More EU nations – including France and Italy – have been moving to exclude Russia from using the Swift banking network, but Germany has been more cautious.
Russian gas makes up a higher share of energy supplies in Germany and other parts of Europe than in France, which backs the move.
Ukrainian President Volodymyr Zelensky on Saturday again asked European nations to sever Russia from the banking system.
Swift’s messaging system allows banks to communicate rapidly and securely about transactions, and cutting Russia off would cripple its trade with most of the world.
“There is already almost full support from the EU countries to disconnect Russia from Swift. I hope that Germany and Hungary will have the courage to support this decision,” Zelensky said earlier in a video address posted online.
The Hungarian government has angrily denied suggestions it had blocked moves to exclude Russia from Swift.
Ahead of a meeting with German Chancellor Olaf Scholz, his Polish counterpart Mateusz Morawiecki criticised the “unyielding egoism that we see in certain Western countries, including here in Germany”.

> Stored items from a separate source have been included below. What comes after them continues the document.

//! The ambient transaction of a request.
//!
//! At most one transaction is registered per [`RequestScope`]. Engine calls
//! reach storage through [`RequestScope::tx`], so everything inside
//! [`RequestScope::run_in_transaction`] joins the open transaction.

use super::RequestScope;
use crate::error::{EngineError, EngineResult};
use parking_lot::Mutex;
use recordkit_store::{Executor, Store, Transaction};
use std::fmt;
use std::sync::Arc;

/// The storage connection an engine call runs on.
#[derive(Clone)]
pub enum Connection {
    /// The request's open transaction.
    Transaction(Arc<dyn Transaction>),
    /// The store itself, committing each write immediately.
    Autocommit(Arc<dyn Store>),
}

impl Connection {
    /// Returns the connection as an executor.
    #[must_use]
    pub fn executor(&self) -> &dyn Executor {
        match self {
            Self::Transaction(tx) => tx.as_executor(),
            Self::Autocommit(store) => store.as_executor(),
        }
    }

    /// Returns true for a transaction connection.
    #[must_use]
    pub fn is_transaction(&self) -> bool {
        matches!(self, Self::Transaction(_))
    }
}

impl fmt::Debug for Connection {
    fn fmt(&self, f: &mut fmt::Formatter<'_>) -> fmt::Result {
        match self {
            Self::Transaction(tx) => f.debug_tuple("Transaction").field(&tx.id()).finish(),
            Self::Autocommit(_) => f.write_str("Autocommit"),
        }
    }
}

/// The transaction slot of a request.
pub(super) enum TxSlot {
    Idle,
    /// Reserved while `begin` waits for the store.
    Opening,
    Open(Arc<dyn Transaction>),
}

/// Resets the transaction slot on every exit path.
struct SlotGuard<'a>(&'a Mutex<TxSlot>);

impl Drop for SlotGuard<'_> {
    fn drop(&mut self) {
        *self.0.lock() = TxSlot::Idle;
    }
}

impl RequestScope {
    /// Runs `f` inside a new transaction.
    ///
    /// Commits when `f` returns `Ok`; rolls back and returns the error when
    /// it returns `Err`. The slot is cleared afterwards, including on panic,
    /// in which case dropping the transaction rolls it back.
    ///
    /// # Errors
    ///
    /// Returns [`EngineError::NestedTransaction`] without opening anything if
    /// a transaction is already registered, [`EngineError::Cancelled`] if the
    /// request is no longer active, the closure's error, or a storage error
    /// from begin or commit.
    pub fn run_in_transaction<R, F>(&self, f: F) -> EngineResult<R>
    where
        F: FnOnce(&dyn Transaction) -> EngineResult<R>,
    {
        self.ensure_active()?;
        {
            let mut slot = self.transaction.lock();
            if !matches!(*slot, TxSlot::Idle) {
                return Err(EngineError::NestedTransaction {
                    request_id: self.id,
                });
            }
            *slot = TxSlot::Opening;
        }
        let _guard = SlotGuard(&self.transaction);
        let tx = self
            .store
            .begin()
            .map_err(|e| EngineError::storage("begin", "transaction", e))?;
        *self.transaction.lock() = TxSlot::Open(Arc::clone(&tx));
        tracing::debug!(txid = %tx.id(), request_id = %self.id, "transaction opened");

        match f(tx.as_ref()) {
            Ok(value) => {
                tx.commit()
                    .map_err(|e| EngineError::storage("commit", "transaction", e))?;
                tracing::debug!(txid = %tx.id(), request_id = %self.id, "transaction committed");
                Ok(value)
            }
            Err(err) => {
                if let Err(rollback) = tx.rollback() {
                    tracing::warn!(
                        txid = %tx.id(),
                        request_id = %self.id,
                        error = %rollback,
                        "rollback failed"
                    );
                }
                tracing::debug!(
                    txid = %tx.id(),
                    request_id = %self.id,
                    error = %err,
                    "transaction rolled back"
                );
                Err(err)
            }
        }
    }

    /// Returns the open transaction, or the autocommit store.
    #[must_use]
    pub fn tx(&self) -> Connection {
        match &*self.transaction.lock() {
            TxSlot::Open(tx) => Connection::Transaction(Arc::clone(tx)),
            TxSlot::Idle | TxSlot::Opening => Connection::Autocommit(Arc::clone(&self.store)),
        }
    }

    /// Returns true while a transaction is registered or being opened.
    #[must_use]
    pub fn in_transaction(&self) -> bool {
        !matches!(*self.transaction.lock(), TxSlot::Idle)
    }
}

He urged Berlin to “finally decide on sanctions that are actually crushing”, including the exclusion from Swift.
Earlier this week, German Finance Minister Christian Lindner said he was “open” to including Swift in the EU’s sanctions response package.
But he added that it “would mean that there is a high risk that Germany will no longer receive gas, raw material supplies from Russia”.
Iran has been disconnected from the Swift system in the past over its nuclear programme.
Russia meanwhile has been developing domestic financial infrastructure to counter such a threat, including the SPFS system for bank transfers and the Mir card payments system.
Cutting off Russia could complicate remaining trade with Europe.